● **What is expected**
In the records, find each line where "rows" occurs, and copy it.

Source records
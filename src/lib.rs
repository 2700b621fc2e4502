//! broadcast-fanout: servicio de difusión multi-tenant.
//!
//! El motor vive en `fanout-core`; este crate aporta la configuración del
//! proceso, sus errores y el arranque (`service`).

pub mod config;
pub mod errors;
pub mod service;

pub use config::AppConfig;
pub use errors::AppError;
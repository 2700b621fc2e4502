//! Arranque y parada ordenada del motor sobre un store ya construido.
//!
//! Orden de arranque: carga inicial de bloqueos, tarea de refresh del gate,
//! supervisor con un bucle por tenant y tarea de sincronización con la tabla
//! de tenants. La parada cancela en orden inverso.

use std::sync::Arc;
use std::time::Duration;

use fanout_core::{BulkWriter, ChannelWakePublisher, EligibilityGate, FanoutPlanner, MessengerTransport, ShardAssigner,
                  SharedStore, Supervisor, TenantScheduler, WakePublisher};
use fanout_persistence::RedisWakePublisher;
use log::{info, warn};
use tokio::task::JoinHandle;
use tokio_util::sync::CancellationToken;

use crate::config::AppConfig;
use crate::errors::AppError;

/// Redis si hay `REDIS_URL`; si no, un canal en proceso.
pub fn wake_publisher(cfg: &AppConfig) -> Result<Arc<dyn WakePublisher>, AppError> {
    match &cfg.redis_url {
        Some(url) => Ok(Arc::new(RedisWakePublisher::open(url, cfg.wake_channel.clone())?)),
        None => {
            warn!("service:wake_in_process channel={}", cfg.wake_channel);
            Ok(Arc::new(ChannelWakePublisher::default()))
        }
    }
}

pub struct Service {
    pub gate: Arc<EligibilityGate>,
    pub supervisor: Arc<Supervisor>,
    cancel: CancellationToken,
    gate_task: JoinHandle<()>,
    sync_task: JoinHandle<()>,
}

impl Service {
    pub async fn start(cfg: &AppConfig,
                       store: SharedStore,
                       wake: Arc<dyn WakePublisher>,
                       transport: Arc<dyn MessengerTransport>)
                       -> Result<Self, AppError> {
        let f = &cfg.fanout;
        let gate = Arc::new(EligibilityGate::new(store.clone()));
        gate.refresh().await?;

        let cancel = CancellationToken::new();
        let gate_task = gate.spawn_refresh(f.block_refresh, cancel.child_token());

        let shards = Arc::new(ShardAssigner::new(store.clone(), f.shard_count, f.shard_max_age));
        let bulk = Arc::new(BulkWriter::new(store.clone(), wake, f.batch_size, f.batch_pause));
        let planner = Arc::new(FanoutPlanner::new(store.clone(),
                                                  gate.clone(),
                                                  shards.clone(),
                                                  bulk,
                                                  transport,
                                                  f.pin_failure_notice.clone()));
        let scheduler = Arc::new(TenantScheduler::new(store.clone(), planner, shards.clone(), f.idle_interval));
        let supervisor = Arc::new(Supervisor::new(store, scheduler, shards));
        let tenants = supervisor.start_all().await?;
        let sync_task = spawn_tenant_sync(supervisor.clone(), cfg.tenant_sync, cancel.child_token());

        info!("service:started tenants={} shards={} batch={}", tenants, f.shard_count, f.batch_size);
        Ok(Self { gate, supervisor, cancel, gate_task, sync_task })
    }

    pub async fn shutdown(self) -> Result<(), AppError> {
        self.cancel.cancel();
        self.sync_task.await.map_err(|e| AppError::Task(format!("tenant sync: {e}")))?;
        self.supervisor.shutdown().await;
        self.gate_task.await.map_err(|e| AppError::Task(format!("gate refresh: {e}")))?;
        info!("service:stopped");
        Ok(())
    }
}

fn spawn_tenant_sync(supervisor: Arc<Supervisor>, every: Duration, cancel: CancellationToken) -> JoinHandle<()> {
    tokio::spawn(async move {
        loop {
            tokio::select! {
                _ = cancel.cancelled() => break,
                _ = tokio::time::sleep(every) => {}
            }
            match supervisor.sync_tenants().await {
                Ok((0, 0)) => {}
                Ok((started, stopped)) => info!("service:tenant_sync started={started} stopped={stopped}"),
                Err(e) => warn!("service:tenant_sync_failed err={e}"),
            }
        }
    })
}
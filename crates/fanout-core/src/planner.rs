//! Expansión de un mensaje canónico a un `DistributeRecord` por destinatario.
//!
//! Orden de una expansión:
//! 1. Destinatarios de los niveles pedidos (orden de alta).
//! 2. Estado destino del canónico: alto -> `Privileged`, bajo -> `Finished`.
//! 3. Reescritura según la categoría (recall, pin/unpin, quote, transcript).
//! 4. Filtro: ni el emisor, ni el representante, ni bloqueados.
//! 5. Persistencia masiva y, sólo entonces, cambio de estado del canónico.
//!
//! Un payload de control ilegible o un objetivo sin copias no es un error y
//! no genera filas. El ilegible se marca `Finished` para no reprocesarlo; el
//! objetivo sin copias avanza al estado destino de la pasada, de modo que la
//! pasada baja (y el aviso de pin fallido) sigue ocurriendo.
use std::collections::HashMap;
use std::sync::Arc;

use chrono::Utc;
use fanout_domain::payload::{decode_json, decode_transcript, encode_json, stamp_transcript};
use fanout_domain::{unique_conversation_id, CanonicalMessage, ControlKind, DistributeRecord, DistributeStatus,
                    MessageStatus, PinAction, PinBody, PriorityTier, RecallBody, TranscriptEntry, UserId};
use log::{debug, info, warn};
use tokio::task::JoinHandle;
use uuid::Uuid;

use crate::bulk::BulkWriter;
use crate::errors::{FanoutError, StoreError};
use crate::gate::EligibilityGate;
use crate::shard::ShardAssigner;
use crate::store::SharedStore;
use crate::transport::{MessengerTransport, OutboundMessage};

#[derive(Debug)]
pub struct Expansion {
    pub records: Vec<DistributeRecord>,
    pub target_status: MessageStatus,
    /// Cambio asíncrono de estado de las copias referenciadas por un pin.
    pub status_update: Option<JoinHandle<()>>,
}

impl Expansion {
    fn empty(target_status: MessageStatus) -> Self {
        Self { records: Vec::new(), target_status, status_update: None }
    }
}

/// Id del mensaje citado tal como lo conoce cada destinatario. Quien no
/// tiene copia local (p. ej. su autor) recibe el id canónico.
#[derive(Default)]
struct QuoteMap {
    by_user: HashMap<UserId, String>,
    canonical: Option<String>,
}

impl QuoteMap {
    fn for_user(&self, user: &str) -> Option<String> {
        self.by_user.get(user).cloned().or_else(|| self.canonical.clone())
    }
}

/// Payload por destinatario resuelto antes de construir las filas.
enum Rewrite {
    Content { quotes: QuoteMap },
    Recall { local_ids: HashMap<UserId, String> },
    Pin { action: PinAction, local_ids: HashMap<UserId, Vec<String>> },
    Transcript { entries: Vec<TranscriptEntry>, quotes: QuoteMap },
}

/// Motivo por el que un mensaje no se expande.
enum Skip {
    Malformed,
    Unresolved,
}

pub struct FanoutPlanner {
    store: SharedStore,
    gate: Arc<EligibilityGate>,
    shards: Arc<ShardAssigner>,
    bulk: Arc<BulkWriter>,
    transport: Arc<dyn MessengerTransport>,
    pin_failure_notice: String,
}

/// Estado destino según los niveles pedidos; si incluye el bajo, la
/// expansión es la última.
fn target_status(levels: &[PriorityTier]) -> Result<MessageStatus, FanoutError> {
    if levels.is_empty() || levels.iter().any(|l| !matches!(l, PriorityTier::High | PriorityTier::Low)) {
        return Err(FanoutError::InvalidLevel(format!("{levels:?}")));
    }
    if levels.contains(&PriorityTier::Low) {
        Ok(MessageStatus::Finished)
    } else {
        Ok(MessageStatus::Privileged)
    }
}

impl FanoutPlanner {
    pub fn new(store: SharedStore,
               gate: Arc<EligibilityGate>,
               shards: Arc<ShardAssigner>,
               bulk: Arc<BulkWriter>,
               transport: Arc<dyn MessengerTransport>,
               pin_failure_notice: impl Into<String>)
               -> Self {
        Self { store, gate, shards, bulk, transport, pin_failure_notice: pin_failure_notice.into() }
    }

    pub async fn expand(&self,
                        tenant: &str,
                        msg: &CanonicalMessage,
                        levels: &[PriorityTier])
                        -> Result<Expansion, FanoutError> {
        let target = target_status(levels)?;
        debug!("expand:start tenant={} msg={} category={} target={:?}",
               tenant, msg.message_id, msg.category, target);

        let rewrite = match self.rewrite(tenant, msg, target).await? {
            Ok(r) => r,
            Err(skip) => {
                let status = match skip {
                    Skip::Malformed => MessageStatus::Finished,
                    Skip::Unresolved => target,
                };
                self.store.update_message_status(tenant, &msg.message_id, status).await?;
                return Ok(Expansion::empty(status));
            }
        };

        let mut records = Vec::new();
        for level in levels {
            for user in self.store.members_by_priority(tenant, &[*level]).await? {
                if !self.eligible(tenant, msg, &user) {
                    continue;
                }
                if let Some(row) = self.build_row(tenant, msg, &rewrite, &user, *level)? {
                    records.push(row);
                }
            }
        }

        self.bulk.persist_batch(tenant, &records).await?;
        self.store.update_message_status(tenant, &msg.message_id, target).await?;

        let status_update = match &rewrite {
            Rewrite::Pin { action, local_ids } => Some(self.spawn_pin_flip(tenant, *action, local_ids)),
            _ => None,
        };
        info!("expand:done tenant={} msg={} rows={} status={:?}", tenant, msg.message_id, records.len(), target);
        Ok(Expansion { records, target_status: target, status_update })
    }

    fn eligible(&self, tenant: &str, msg: &CanonicalMessage, user: &str) -> bool {
        user != msg.user_id
        && msg.representative_id.as_deref() != Some(user)
        && !self.gate.is_excluded(tenant, user)
    }

    /// `Err(Skip)` significa "sin expansión".
    async fn rewrite(&self,
                     tenant: &str,
                     msg: &CanonicalMessage,
                     target: MessageStatus)
                     -> Result<Result<Rewrite, Skip>, FanoutError> {
        match msg.control_kind() {
            ControlKind::Content => Ok(Ok(Rewrite::Content { quotes: self.quote_map(tenant, msg).await? })),
            ControlKind::Transcript => match decode_transcript(&msg.data) {
                Ok(entries) => Ok(Ok(Rewrite::Transcript { entries, quotes: self.quote_map(tenant, msg).await? })),
                Err(e) => {
                    warn!("expand:bad_transcript tenant={} msg={} err={}", tenant, msg.message_id, e);
                    Ok(Err(Skip::Malformed))
                }
            },
            ControlKind::Recall => {
                let body: RecallBody = match decode_json(&msg.data) {
                    Ok(b) => b,
                    Err(e) => {
                        warn!("expand:bad_recall tenant={} msg={} err={}", tenant, msg.message_id, e);
                        return Ok(Err(Skip::Malformed));
                    }
                };
                let origin = self.resolve_origin(tenant, &body.message_id).await?;
                self.store.update_message_status(tenant, &origin, MessageStatus::Recalled).await?;
                let local_ids: HashMap<UserId, String> =
                    self.store
                        .local_copies_by_origin(tenant, std::slice::from_ref(&origin))
                        .await?
                        .into_iter()
                        .map(|c| (c.user_id, c.message_id))
                        .collect();
                if local_ids.is_empty() {
                    debug!("expand:recall_unresolved tenant={} origin={}", tenant, origin);
                    return Ok(Err(Skip::Unresolved));
                }
                Ok(Ok(Rewrite::Recall { local_ids }))
            }
            ControlKind::Pin => {
                let body: PinBody = match decode_json(&msg.data) {
                    Ok(b) => b,
                    Err(e) => {
                        warn!("expand:bad_pin tenant={} msg={} err={}", tenant, msg.message_id, e);
                        return Ok(Err(Skip::Malformed));
                    }
                };
                let mut origins = Vec::with_capacity(body.message_ids.len());
                for id in &body.message_ids {
                    let origin = self.resolve_origin(tenant, id).await?;
                    if !origins.contains(&origin) {
                        origins.push(origin);
                    }
                }
                let mut local_ids: HashMap<UserId, Vec<String>> = HashMap::new();
                for copy in self.store.local_copies_by_origin(tenant, &origins).await? {
                    local_ids.entry(copy.user_id).or_default().push(copy.message_id);
                }
                if local_ids.is_empty() {
                    debug!("expand:pin_unresolved tenant={} msg={}", tenant, msg.message_id);
                    if target == MessageStatus::Finished {
                        self.notify_pin_failure(tenant, &msg.user_id).await;
                    }
                    return Ok(Err(Skip::Unresolved));
                }
                let status = match body.action {
                    PinAction::Pin => MessageStatus::Pinned,
                    PinAction::Unpin => MessageStatus::Finished,
                };
                for origin in &origins {
                    self.mark_pin_target(tenant, origin, status).await?;
                }
                Ok(Ok(Rewrite::Pin { action: body.action, local_ids }))
            }
        }
    }

    /// Un id local se traduce a su canónico; cualquier otro id se toma como
    /// canónico.
    async fn resolve_origin(&self, tenant: &str, id: &str) -> Result<String, StoreError> {
        Ok(self.store
               .get_distribute_by_message_id(tenant, id)
               .await?
               .map(|r| r.origin_message_id)
               .unwrap_or_else(|| id.to_string()))
    }

    async fn quote_map(&self, tenant: &str, msg: &CanonicalMessage) -> Result<QuoteMap, StoreError> {
        let Some(quote) = msg.quote_message_id.as_deref() else {
            return Ok(QuoteMap::default());
        };
        let origin = self.resolve_origin(tenant, quote).await?;
        let by_user = self.store
                          .local_copies_by_origin(tenant, std::slice::from_ref(&origin))
                          .await?
                          .into_iter()
                          .map(|c| (c.user_id, c.message_id))
                          .collect();
        Ok(QuoteMap { by_user, canonical: Some(origin) })
    }

    /// Sólo se cambia el estado de objetivos ya entregados a todos los
    /// niveles; un objetivo `Privileged` conserva su pasada baja.
    async fn mark_pin_target(&self, tenant: &str, origin: &str, status: MessageStatus) -> Result<(), StoreError> {
        match self.store.get_message(tenant, origin).await? {
            Some(m) if matches!(m.status, MessageStatus::Finished | MessageStatus::Pinned) => {
                self.store.update_message_status(tenant, origin, status).await
            }
            _ => Ok(()),
        }
    }

    async fn notify_pin_failure(&self, tenant: &str, sender: &str) {
        let notice = OutboundMessage::text(tenant, sender, &self.pin_failure_notice);
        if let Err(e) = self.transport.send_message(&notice).await {
            warn!("expand:pin_notice_failed tenant={} user={} err={}", tenant, sender, e);
        }
    }

    fn build_row(&self,
                 tenant: &str,
                 msg: &CanonicalMessage,
                 rewrite: &Rewrite,
                 user: &str,
                 level: PriorityTier)
                 -> Result<Option<DistributeRecord>, FanoutError> {
        let local_id = Uuid::new_v4().to_string();
        let mut representative = Some(msg.user_id.clone());

        let (data, quote) = match rewrite {
            Rewrite::Content { quotes } => (msg.data.clone(), quotes.for_user(user)),
            Rewrite::Transcript { entries, quotes } => (stamp_transcript(entries, &local_id)?, quotes.for_user(user)),
            Rewrite::Recall { local_ids } => {
                let Some(target) = local_ids.get(user) else {
                    return Ok(None);
                };
                representative = None;
                (encode_json(&RecallBody { message_id: target.clone() })?, None)
            }
            Rewrite::Pin { action, local_ids } => {
                let Some(targets) = local_ids.get(user).filter(|ids| !ids.is_empty()) else {
                    return Ok(None);
                };
                (encode_json(&PinBody { action: *action, message_ids: targets.clone() })?, None)
            }
        };

        Ok(Some(DistributeRecord { tenant_id: tenant.to_string(),
                                   user_id: user.to_string(),
                                   shard_id: self.shards.shard_for(tenant, user),
                                   conversation_id: unique_conversation_id(tenant, user),
                                   origin_message_id: msg.message_id.clone(),
                                   message_id: local_id,
                                   quote_message_id: quote,
                                   category: msg.category.clone(),
                                   data,
                                   representative_id: representative,
                                   level,
                                   status: DistributeStatus::Pending,
                                   created_at: Utc::now() }))
    }

    fn spawn_pin_flip(&self, tenant: &str, action: PinAction, local_ids: &HashMap<UserId, Vec<String>>) -> JoinHandle<()> {
        let store = self.store.clone();
        let tenant = tenant.to_string();
        let ids: Vec<String> = local_ids.values().flatten().cloned().collect();
        let status = match action {
            PinAction::Pin => DistributeStatus::Pinned,
            PinAction::Unpin => DistributeStatus::Finished,
        };
        tokio::spawn(async move {
            match store.update_distribute_status(&tenant, &ids, status).await {
                Ok(n) => debug!("expand:pin_flip tenant={} rows={} status={:?}", tenant, n, status),
                Err(e) => warn!("expand:pin_flip_failed tenant={} err={}", tenant, e),
            }
        })
    }
}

● **Your response**
        info!("expand:done tenant={} msg={} rows={} status={:?}", tenant, msg.message_id, records.len(), target);
                Ok(n) => debug!("expand:pin_flip tenant={} rows={} status={:?}", tenant, n, status),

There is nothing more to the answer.